• **WHAT THE TASK ASKS**: Word for word, transcribe the material below from its first line to the line with "pub fn duration_ms(duration: NoteDuration, tempo: u32)", both included.

START PROVIDED RECORDS

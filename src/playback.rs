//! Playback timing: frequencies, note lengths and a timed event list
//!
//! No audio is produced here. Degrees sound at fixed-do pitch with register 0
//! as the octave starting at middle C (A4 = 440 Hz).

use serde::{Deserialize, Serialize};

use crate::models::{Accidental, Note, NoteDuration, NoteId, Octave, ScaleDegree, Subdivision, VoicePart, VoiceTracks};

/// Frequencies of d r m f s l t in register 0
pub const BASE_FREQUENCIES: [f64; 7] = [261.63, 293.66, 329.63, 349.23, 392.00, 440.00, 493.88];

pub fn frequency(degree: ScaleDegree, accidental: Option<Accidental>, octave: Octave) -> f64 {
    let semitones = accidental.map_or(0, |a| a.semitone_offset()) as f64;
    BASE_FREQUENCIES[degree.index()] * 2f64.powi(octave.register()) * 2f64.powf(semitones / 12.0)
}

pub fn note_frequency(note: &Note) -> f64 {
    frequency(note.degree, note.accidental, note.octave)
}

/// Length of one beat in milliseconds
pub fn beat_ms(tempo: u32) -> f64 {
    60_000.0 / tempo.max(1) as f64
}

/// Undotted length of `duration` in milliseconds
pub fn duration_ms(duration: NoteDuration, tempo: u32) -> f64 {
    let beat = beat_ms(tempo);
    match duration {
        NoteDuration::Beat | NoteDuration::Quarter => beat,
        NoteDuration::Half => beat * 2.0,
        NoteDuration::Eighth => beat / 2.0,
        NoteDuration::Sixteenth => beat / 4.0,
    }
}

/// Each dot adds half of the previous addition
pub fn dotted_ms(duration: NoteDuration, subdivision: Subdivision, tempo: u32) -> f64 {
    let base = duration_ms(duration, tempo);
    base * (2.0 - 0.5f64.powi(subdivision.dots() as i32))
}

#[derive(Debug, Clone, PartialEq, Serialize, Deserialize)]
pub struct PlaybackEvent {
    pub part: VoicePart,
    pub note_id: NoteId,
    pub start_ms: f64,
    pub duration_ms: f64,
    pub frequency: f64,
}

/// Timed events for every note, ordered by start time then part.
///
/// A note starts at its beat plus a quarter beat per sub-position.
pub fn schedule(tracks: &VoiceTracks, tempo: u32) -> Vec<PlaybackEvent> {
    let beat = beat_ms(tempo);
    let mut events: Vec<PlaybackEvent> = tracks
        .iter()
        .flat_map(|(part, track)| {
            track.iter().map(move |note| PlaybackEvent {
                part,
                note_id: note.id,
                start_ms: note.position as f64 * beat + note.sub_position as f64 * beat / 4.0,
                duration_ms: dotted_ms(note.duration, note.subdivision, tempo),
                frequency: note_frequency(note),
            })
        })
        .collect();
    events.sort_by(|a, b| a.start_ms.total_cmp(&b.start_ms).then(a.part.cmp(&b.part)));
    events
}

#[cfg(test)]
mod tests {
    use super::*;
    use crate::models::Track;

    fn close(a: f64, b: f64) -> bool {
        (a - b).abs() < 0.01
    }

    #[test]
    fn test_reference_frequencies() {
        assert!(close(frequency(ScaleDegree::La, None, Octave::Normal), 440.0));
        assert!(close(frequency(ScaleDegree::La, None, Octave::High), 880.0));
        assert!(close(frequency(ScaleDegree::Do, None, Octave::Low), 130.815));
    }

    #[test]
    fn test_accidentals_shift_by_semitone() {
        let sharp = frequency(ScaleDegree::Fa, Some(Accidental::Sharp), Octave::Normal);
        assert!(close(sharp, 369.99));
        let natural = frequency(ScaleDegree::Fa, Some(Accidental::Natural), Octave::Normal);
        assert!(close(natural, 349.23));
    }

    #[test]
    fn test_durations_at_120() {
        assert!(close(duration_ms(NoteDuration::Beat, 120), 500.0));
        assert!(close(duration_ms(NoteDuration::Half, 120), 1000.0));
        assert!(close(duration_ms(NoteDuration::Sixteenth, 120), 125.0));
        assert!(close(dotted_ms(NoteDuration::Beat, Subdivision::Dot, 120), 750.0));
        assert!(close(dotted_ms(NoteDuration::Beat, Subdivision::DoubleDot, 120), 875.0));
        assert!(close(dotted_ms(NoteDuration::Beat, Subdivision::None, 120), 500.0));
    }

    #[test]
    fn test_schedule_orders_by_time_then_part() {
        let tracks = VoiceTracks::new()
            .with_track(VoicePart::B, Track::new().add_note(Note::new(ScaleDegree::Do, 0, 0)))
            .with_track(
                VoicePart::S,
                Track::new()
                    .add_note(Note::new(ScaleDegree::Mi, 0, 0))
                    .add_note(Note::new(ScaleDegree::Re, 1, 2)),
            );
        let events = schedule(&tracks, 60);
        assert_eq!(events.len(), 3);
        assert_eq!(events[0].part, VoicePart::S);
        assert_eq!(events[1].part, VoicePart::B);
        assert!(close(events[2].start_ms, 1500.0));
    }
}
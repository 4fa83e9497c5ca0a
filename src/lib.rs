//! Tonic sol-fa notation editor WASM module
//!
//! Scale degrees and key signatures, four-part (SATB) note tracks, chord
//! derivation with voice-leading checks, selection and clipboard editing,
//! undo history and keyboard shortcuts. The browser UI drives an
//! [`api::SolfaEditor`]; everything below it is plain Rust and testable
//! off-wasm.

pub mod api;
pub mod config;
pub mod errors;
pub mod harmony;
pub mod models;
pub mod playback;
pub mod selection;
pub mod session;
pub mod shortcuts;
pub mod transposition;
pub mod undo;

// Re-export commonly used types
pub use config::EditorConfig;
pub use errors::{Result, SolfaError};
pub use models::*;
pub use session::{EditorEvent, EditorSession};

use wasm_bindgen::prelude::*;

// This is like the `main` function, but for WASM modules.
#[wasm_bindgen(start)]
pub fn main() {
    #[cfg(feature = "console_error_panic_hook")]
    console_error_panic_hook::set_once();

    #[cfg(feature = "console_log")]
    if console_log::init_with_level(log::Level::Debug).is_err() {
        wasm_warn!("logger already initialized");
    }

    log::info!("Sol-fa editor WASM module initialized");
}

END PROVIDED RECORDS

• **PROBLEM SOLUTION**:
filename src/playback.rs
//! Playback timing: frequencies, note lengths and a timed event list
//!
//! No audio is produced here. Degrees sound at fixed-do pitch with register 0
//! as the octave starting at middle C (A4 = 440 Hz).

use serde::{Deserialize, Serialize};

use crate::models::{Accidental, Note, NoteDuration, NoteId, Octave, ScaleDegree, Subdivision, VoicePart, VoiceTracks};

/// Frequencies of d r m f s l t in register 0
pub const BASE_FREQUENCIES: [f64; 7] = [261.63, 293.66, 329.63, 349.23, 392.00, 440.00, 493.88];

pub fn frequency(degree: ScaleDegree, accidental: Option<Accidental>, octave: Octave) -> f64 {
    let semitones = accidental.map_or(0, |a| a.semitone_offset()) as f64;
    BASE_FREQUENCIES[degree.index()] * 2f64.powi(octave.register()) * 2f64.powf(semitones / 12.0)
}

pub fn note_frequency(note: &Note) -> f64 {
    frequency(note.degree, note.accidental, note.octave)
}

/// Length of one beat in milliseconds
pub fn beat_ms(tempo: u32) -> f64 {
    60_000.0 / tempo.max(1) as f64
}

/// Undotted length of `duration` in milliseconds
pub fn duration_ms(duration: NoteDuration, tempo: u32) -> f64 {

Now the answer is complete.